In this section, we first describe the benchmark datasets in “Benchmark Datasets” section and evaluation metrics in “Evaluation Metrics” section. Next, we present the implementation details and experiment settings in “Implementation and Settings” section. Finally, we explain the results and detailed analysis on semantic labeling for numerical values and of in “Experimental Results” section.
Benchmark Datasets
To evaluate EmbNum+, we used four datasets, i.e., City Data, Open Data, DBpedia NKB, and Wikidata NKB. City Data is the standard data used in the previous studies [19, 20] while Open Data, DBpedia NKB, and Wikidata NKB are newly built datasets extracted from Open Data portals, DBpedia and Wikidata, respectively. The datasets are available at https://github.com/phucty/embnum.
Table 3 Statistical description about the number of numerical values per semantic label in four datasets: City Data, Open Data, Wikidata NKB, and DBpedia NKB The detailed statistics of each dataset are shown in Table 3. m denotes for the number of semantic labels in a dataset. n denotes for the number of columns in a dataset.

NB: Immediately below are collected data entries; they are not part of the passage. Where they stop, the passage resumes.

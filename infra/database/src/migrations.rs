use crate::error::{DatabaseError, DatabaseErrorExt};
use fxhash::FxHashSet;
use serde::Deserialize;
use surrealdb::Surreal;
use surrealdb::engine::any::Any;

/// A built-in SurrealQL migration script, keyed by owning slice and version.
#[derive(Debug, Clone, Copy)]
pub(crate) struct Migration {
    pub slice: &'static str,
    pub version: &'static str,
    pub script: &'static str,
}

/// Ordered list of every schema script shipped with the binary.
///
/// The `kernel` bootstrap must stay first: it defines the `migration`
/// ledger table the rest of the runner records into.
const MIGRATIONS: &[Migration] = &[
    Migration {
        slice: "kernel",
        version: "0001",
        script: include_str!("../migrations/kernel_0001_ledger.surql"),
    },
    Migration {
        slice: "timeline",
        version: "0001",
        script: include_str!("../migrations/timeline_0001_events.surql"),
    },
    Migration {
        slice: "gallery",
        version: "0001",
        script: include_str!("../migrations/gallery_0001_photos.surql"),
    },
    Migration {
        slice: "notes",
        version: "0001",
        script: include_str!("../migrations/notes_0001_notes.surql"),
    },
    Migration {
        slice: "settings",
        version: "0001",
        script: include_str!("../migrations/settings_0001_settings.surql"),
    },
];

impl Migration {
    fn key(&self) -> String {
        format!("{}:{}", self.slice, self.version)
    }

    fn to_applied(self) -> AppliedMigration {
        AppliedMigration { slice: self.slice.to_owned(), version: self.version.to_owned() }
    }
}

#[derive(Debug, Default)]
pub(crate) struct MigrationReport {
    pub applied: Vec<AppliedMigration>,
    pub skipped: Vec<AppliedMigration>,
}

#[derive(Debug, Deserialize)]
pub(crate) struct AppliedMigration {
    pub slice: String,
    pub version: String,
}

#[derive(Debug)]
pub(crate) struct MigrationRunner {
    db: Surreal<Any>,
}

impl MigrationRunner {
    #[must_use]
    pub(crate) const fn new(db: Surreal<Any>) -> Self {
        Self { db }
    }

    pub(crate) async fn run(&self) -> Result<MigrationReport, DatabaseError> {
        let mut report = MigrationReport::default();
        let applied = self.applied_set().await?;

        for migration in MIGRATIONS {
            if applied.contains(&migration.key()) {
                report.skipped.push(migration.to_applied());
                continue;
            }

            self.apply(migration).await?;
            report.applied.push(migration.to_applied());
        }

        Ok(report)
    }

    async fn applied_set(&self) -> Result<FxHashSet<String>, DatabaseError> {
        // Selecting from a table that does not exist yet yields an empty
        // result set, so a fresh database falls through to a full run.
        let entries = self
            .db
            .query("SELECT slice, version FROM migration")
            .await
            .context("Loading applied migrations")?
            .take::<Vec<AppliedMigration>>(0)
            .map_err(|e| DatabaseError::Migration {
                message: e.to_string().into(),
                context: Some("Parsing applied migrations".into()),
            })?;

        Ok(entries.into_iter().map(|entry| format!("{}:{}", entry.slice, entry.version)).collect())
    }

    async fn apply(&self, migration: &Migration) -> Result<(), DatabaseError> {
        let query = format!(
            "BEGIN TRANSACTION;
            {}
            CREATE migration SET slice = $slice, version = $version;
            COMMIT TRANSACTION;",
            migration.script,
        );

        self.db
            .query(&query)
            .bind(("slice", migration.slice))
            .bind(("version", migration.version))
            .await
            .context(format!("SQL execution failed at {}", migration.key()))?
            .check()
            .map_err(|e| DatabaseError::Migration {
                message: e.to_string().into(),
                context: Some(migration.key().into()),
            })?;

        Ok(())
    }
}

In each dataset, each semantic label has 10 columns in the same semantic labels. The columns of City Data, DBpedia NKB, and Wikidata NKB are randomly generated using 10 partitions splitting, while the columns of Open Data are the real table columns from Open Data portals. The number of semantic labels of the new datasets is larger than City Data, enabling rigorous comparisons between EmbNum+ and other baseline approaches.
Table 4 reports the overall quantile ranges of the four datasets. DBpedia NKB is the most complex dataset in terms of the largest semantic labels (206 semantic labels) as well as the range of numerical values (the range of \([{-10}\mathrm {e}{10},{10}\mathrm {e}{16}]\)). Moreover, the overlapping rate of numerical attributes in DBpedia NKB is also higher than other datasets. The detailed distributions of quantile ranges of each numerical attribute in City Data, Open Data, DBpedia NKB, and Wikidata NKB are depicted in Figs. 12, 13, 14, and 15 of “Appendix A,” respectively.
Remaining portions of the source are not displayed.